## [WORK TO COMPLETE]
Return the records below character for character.

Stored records
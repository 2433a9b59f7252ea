//! Error handling for RuidaKit
//!
//! Provides error types for all layers of the encoder:
//! - Codec errors (numeric field encodes, hex literals)
//! - Job errors (part geometry, layer bookkeeping)
//! - Transport errors (file, serial and network delivery)
//! - Protocol errors (device responses)
//!
//! All error types use `thiserror` for ergonomic error handling.

use thiserror::Error;

/// Codec error type
///
/// Raised by the fixed-width wire encodings. An `OutOfRange` coming out of
/// the layer compaction path is a defect: motion encoding switches to the
/// absolute form before a relative field can overflow.
#[derive(Error, Debug, Clone, PartialEq, Eq)]
pub enum CodecError {
    /// A value does not fit the field it is being encoded into
    #[error("Value {value} out of range [{min}, {max}]")]
    OutOfRange {
        /// The value that was rejected.
        value: i64,
        /// Smallest representable value.
        min: i64,
        /// Largest representable value.
        max: i64,
    },

    /// A hex literal could not be parsed
    #[error("Invalid hex string '{input}'")]
    InvalidHex {
        /// The offending input.
        input: String,
    },

    /// Not enough bytes to decode a field
    #[error("Insufficient data: need {needed} bytes, have {available}")]
    InsufficientData {
        /// Bytes required by the field.
        needed: usize,
        /// Bytes actually available.
        available: usize,
    },
}

/// Job error type
///
/// Represents misuse of the job-building API.
#[derive(Error, Debug, Clone, PartialEq)]
pub enum JobError {
    /// The job has no parts to write
    #[error("Job has no parts")]
    NoParts,

    /// A motion or property call arrived before any part was started
    #[error("No active part; call start_part first")]
    NoActivePart,

    /// A part rectangle is unusable
    #[error("Invalid part dimensions: {reason}")]
    InvalidDimensions {
        /// Why the rectangle was rejected.
        reason: String,
    },

    /// More layers carry vectors than a one-byte id can address
    #[error("Too many layers: {count} (at most 256 are addressable)")]
    TooManyLayers {
        /// Number of layers with vectors.
        count: usize,
    },

    /// Motion was sent to the frame layer
    #[error("The frame layer carries no vectors")]
    FrameLayerVectors,

    /// A coordinate is not finite or does not fit the absolute field
    #[error("Coordinate {value_mm} mm is out of range")]
    CoordinateOutOfRange {
        /// The rejected coordinate in millimeters.
        value_mm: f64,
    },
}

/// Transport error type
///
/// Represents errors delivering bytes to, or reading bytes from, a controller.
#[derive(Error, Debug, Clone, PartialEq, Eq)]
pub enum TransportError {
    /// No transport target was configured before opening or writing
    #[error("No output configured")]
    NotConfigured,

    /// The transport has not been opened, or was already closed
    #[error("Transport not open")]
    NotOpen,

    /// Failed to open the transport
    #[error("Failed to open {target}: {reason}")]
    FailedToOpen {
        /// The file path, device or host that failed to open.
        target: String,
        /// The reason it failed.
        reason: String,
    },

    /// I/O failure while talking to the device
    #[error("I/O error on {target}: {reason}")]
    Io {
        /// The file path, device or host.
        target: String,
        /// The reason for the failure.
        reason: String,
    },

    /// The device did not answer in time
    #[error("Device did not respond within {timeout_ms}ms")]
    Timeout {
        /// The timeout duration in milliseconds.
        timeout_ms: u64,
    },

    /// The transport cannot perform the operation
    #[error("{transport} transport does not support {operation}")]
    Unsupported {
        /// The transport kind.
        transport: String,
        /// The requested operation.
        operation: String,
    },
}

/// Protocol error type
///
/// Represents malformed answers from the controller.
#[derive(Error, Debug, Clone, PartialEq, Eq)]
pub enum ProtocolError {
    /// A query response is shorter than its fixed header
    #[error("Response of {length} bytes is shorter than the {header}-byte header")]
    ShortResponse {
        /// Bytes received.
        length: usize,
        /// Header length expected.
        header: usize,
    },
}

/// Main error type for RuidaKit
///
/// A unified error type that can represent any error from all layers.
/// This is the primary error type used in public APIs.
#[derive(Error, Debug)]
pub enum Error {
    /// Codec error
    #[error(transparent)]
    Codec(#[from] CodecError),

    /// Job error
    #[error(transparent)]
    Job(#[from] JobError),

    /// Transport error
    #[error(transparent)]
    Transport(#[from] TransportError),

    /// Protocol error
    #[error(transparent)]
    Protocol(#[from] ProtocolError),

    /// Standard I/O error
    #[error("I/O error: {0}")]
    Io(#[from] std::io::Error),

    /// Generic error
    #[error("{0}")]
    Other(String),
}

impl Error {
    /// Create an error from a string message
    pub fn other(msg: impl Into<String>) -> Self {
        Error::Other(msg.into())
    }

    /// Check if this is a timeout error
    pub fn is_timeout(&self) -> bool {
        matches!(self, Error::Transport(TransportError::Timeout { .. }))
    }

    /// Check if this is a field or coordinate range violation
    pub fn is_range_error(&self) -> bool {
        matches!(
            self,
            Error::Codec(CodecError::OutOfRange { .. })
                | Error::Job(JobError::CoordinateOutOfRange { .. })
        )
    }

    /// Check if this is a missing-configuration error
    pub fn is_configuration_error(&self) -> bool {
        matches!(self, Error::Transport(TransportError::NotConfigured))
    }

    /// Check if this is a transport error
    pub fn is_transport_error(&self) -> bool {
        matches!(self, Error::Transport(_) | Error::Io(_))
    }

    /// Check if this is a protocol error
    pub fn is_protocol_error(&self) -> bool {
        matches!(self, Error::Protocol(_))
    }
}

/// Result type using Error
pub type Result<T> = std::result::Result<T, Error>;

## [REPLY TO THE TASK]
repository 2433a9b59f7252ea
//! Error handling for RuidaKit
//!
//! Provides error types for all layers of the encoder:
//! - Codec errors (numeric field encodes, hex literals)
//! - Job errors (part geometry, layer bookkeeping)
//! - Transport errors (file, serial and network delivery)
//! - Protocol errors (device responses)
//!
//! All error types use `thiserror` for ergonomic error handling.

use thiserror::Error;

/// Codec error type
///
/// Raised by the fixed-width wire encodings. An `OutOfRange` coming out of
/// the layer compaction path is a defect: motion encoding switches to the
/// absolute form before a relative field can overflow.
#[derive(Error, Debug, Clone, PartialEq, Eq)]
pub enum CodecError {
    /// A value does not fit the field it is being encoded into
    #[error("Value {value} out of range [{min}, {max}]")]
    OutOfRange {
        /// The value that was rejected.
        value: i64,
        /// Smallest representable value.
        min: i64,
        /// Largest representable value.
        max: i64,
    },

    /// A hex literal could not be parsed
    #[error("Invalid hex string '{input}'")]
    InvalidHex {
        /// The offending input.
        input: String,
    },

    /// Not enough bytes to decode a field
    #[error("Insufficient data: need {needed} bytes, have {available}")]
    InsufficientData {
        /// Bytes required by the field.
        needed: usize,
        /// Bytes actually available.
        available: usize,
    },
}

/// Job error type
///
/// Represents misuse of the job-building API.
#[derive(Error, Debug, Clone, PartialEq)]
pub enum JobError {
    /// The job has no parts to write
    #[error("Job has no parts")]
    NoParts,

    /// A motion or property call arrived before any part was started
    #[error("No active part; call start_part first")]
    NoActivePart,

    /// A part rectangle is unusable
    #[error("Invalid part dimensions: {reason}")]
    InvalidDimensions {
        /// Why the rectangle was rejected.
        reason: String,
    },

    /// More layers carry vectors than a one-byte id can address
    #[error("Too many layers: {count} (at most 256 are addressable)")]
    TooManyLayers {
        /// Number of layers with vectors.
        count: usize,
    },

    /// Motion was sent to the frame layer
    #[error("The frame layer carries no vectors")]
    FrameLayerVectors,

    /// A coordinate is not finite or does not fit the absolute field
    #[error("Coordinate {value_mm} mm is out of range")]
    CoordinateOutOfRange {
        /// The rejected coordinate in millimeters.
        value_mm: f64,
    },
}

/// Transport error type
///
/// Represents errors delivering bytes to, or reading bytes from, a controller.
#[derive(Error, Debug, Clone, PartialEq, Eq)]
pub enum TransportError {
    /// No transport target was configured before opening or writing
    #[error("No output configured")]
    NotConfigured,

    /// The transport has not been opened, or was already closed
    #[error("Transport not open")]
    NotOpen,

    /// Failed to open the transport
    #[error("Failed to open {target}: {reason}")]
    FailedToOpen {
        /// The file path, device or host that failed to open.
        target: String,
        /// The reason it failed.
        reason: String,
    },

    /// I/O failure while talking to the device
    #[error("I/O error on {target}: {reason}")]
    Io {
        /// The file path, device or host.
        target: String,
        /// The reason for the failure.
        reason: String,
    },

    /// The device did not answer in time
    #[error("Device did not respond within {timeout_ms}ms")]
    Timeout {
        /// The timeout duration in milliseconds.
        timeout_ms: u64,
    },

    /// The transport cannot perform the operation
    #[error("{transport} transport does not support {operation}")]
    Unsupported {
        /// The transport kind.
        transport: String,
        /// The requested operation.
        operation: String,
    },
}

/// Protocol error type
///
/// Represents malformed answers from the controller.
#[derive(Error, Debug, Clone, PartialEq, Eq)]
pub enum ProtocolError {
    /// A query response is shorter than its fixed header
    #[error("Response of {length} bytes is shorter than the {header}-byte header")]
    ShortResponse {
        /// Bytes received.
        length: usize,
        /// Header length expected.
        header: usize,
    },
}

/// Main error type for RuidaKit
///
/// A unified error type that can represent any error from all layers.
/// This is the primary error type used in public APIs.
#[derive(Error, Debug)]
pub enum Error {
    /// Codec error
    #[error(transparent)]
    Codec(#[from] CodecError),

    /// Job error
    #[error(transparent)]
    Job(#[from] JobError),

    /// Transport error
    #[error(transparent)]
    Transport(#[from] TransportError),

    /// Protocol error
    #[error(transparent)]
    Protocol(#[from] ProtocolError),

    /// Standard I/O error
    #[error("I/O error: {0}")]
    Io(#[from] std::io::Error),

    /// Generic error
    #[error("{0}")]
    Other(String),
}

impl Error {
    /// Create an error from a string message
    pub fn other(msg: impl Into<String>) -> Self {
        Error::Other(msg.into())
    }

    /// Check if this is a timeout error
    pub fn is_timeout(&self) -> bool {
        matches!(self, Error::Transport(TransportError::Timeout { .. }))
    }

    /// Check if this is a field or coordinate range violation
    pub fn is_range_error(&self) -> bool {
        matches!(
            self,
            Error::Codec(CodecError::OutOfRange { .. })
                | Error::Job(JobError::CoordinateOutOfRange { .. })
        )
    }

    /// Check if this is a missing-configuration error
    pub fn is_configuration_error(&self) -> bool {
        matches!(self, Error::Transport(TransportError::NotConfigured))
    }

    /// Check if this is a transport error
    pub fn is_transport_error(&self) -> bool {
        matches!(self, Error::Transport(_) | Error::Io(_))
    }

    /// Check if this is a protocol error
    pub fn is_protocol_error(&self) -> bool {
        matches!(self, Error::Protocol(_))
    }
}

/// Result type using Error
pub type Result<T> = std::result::Result<T, Error>;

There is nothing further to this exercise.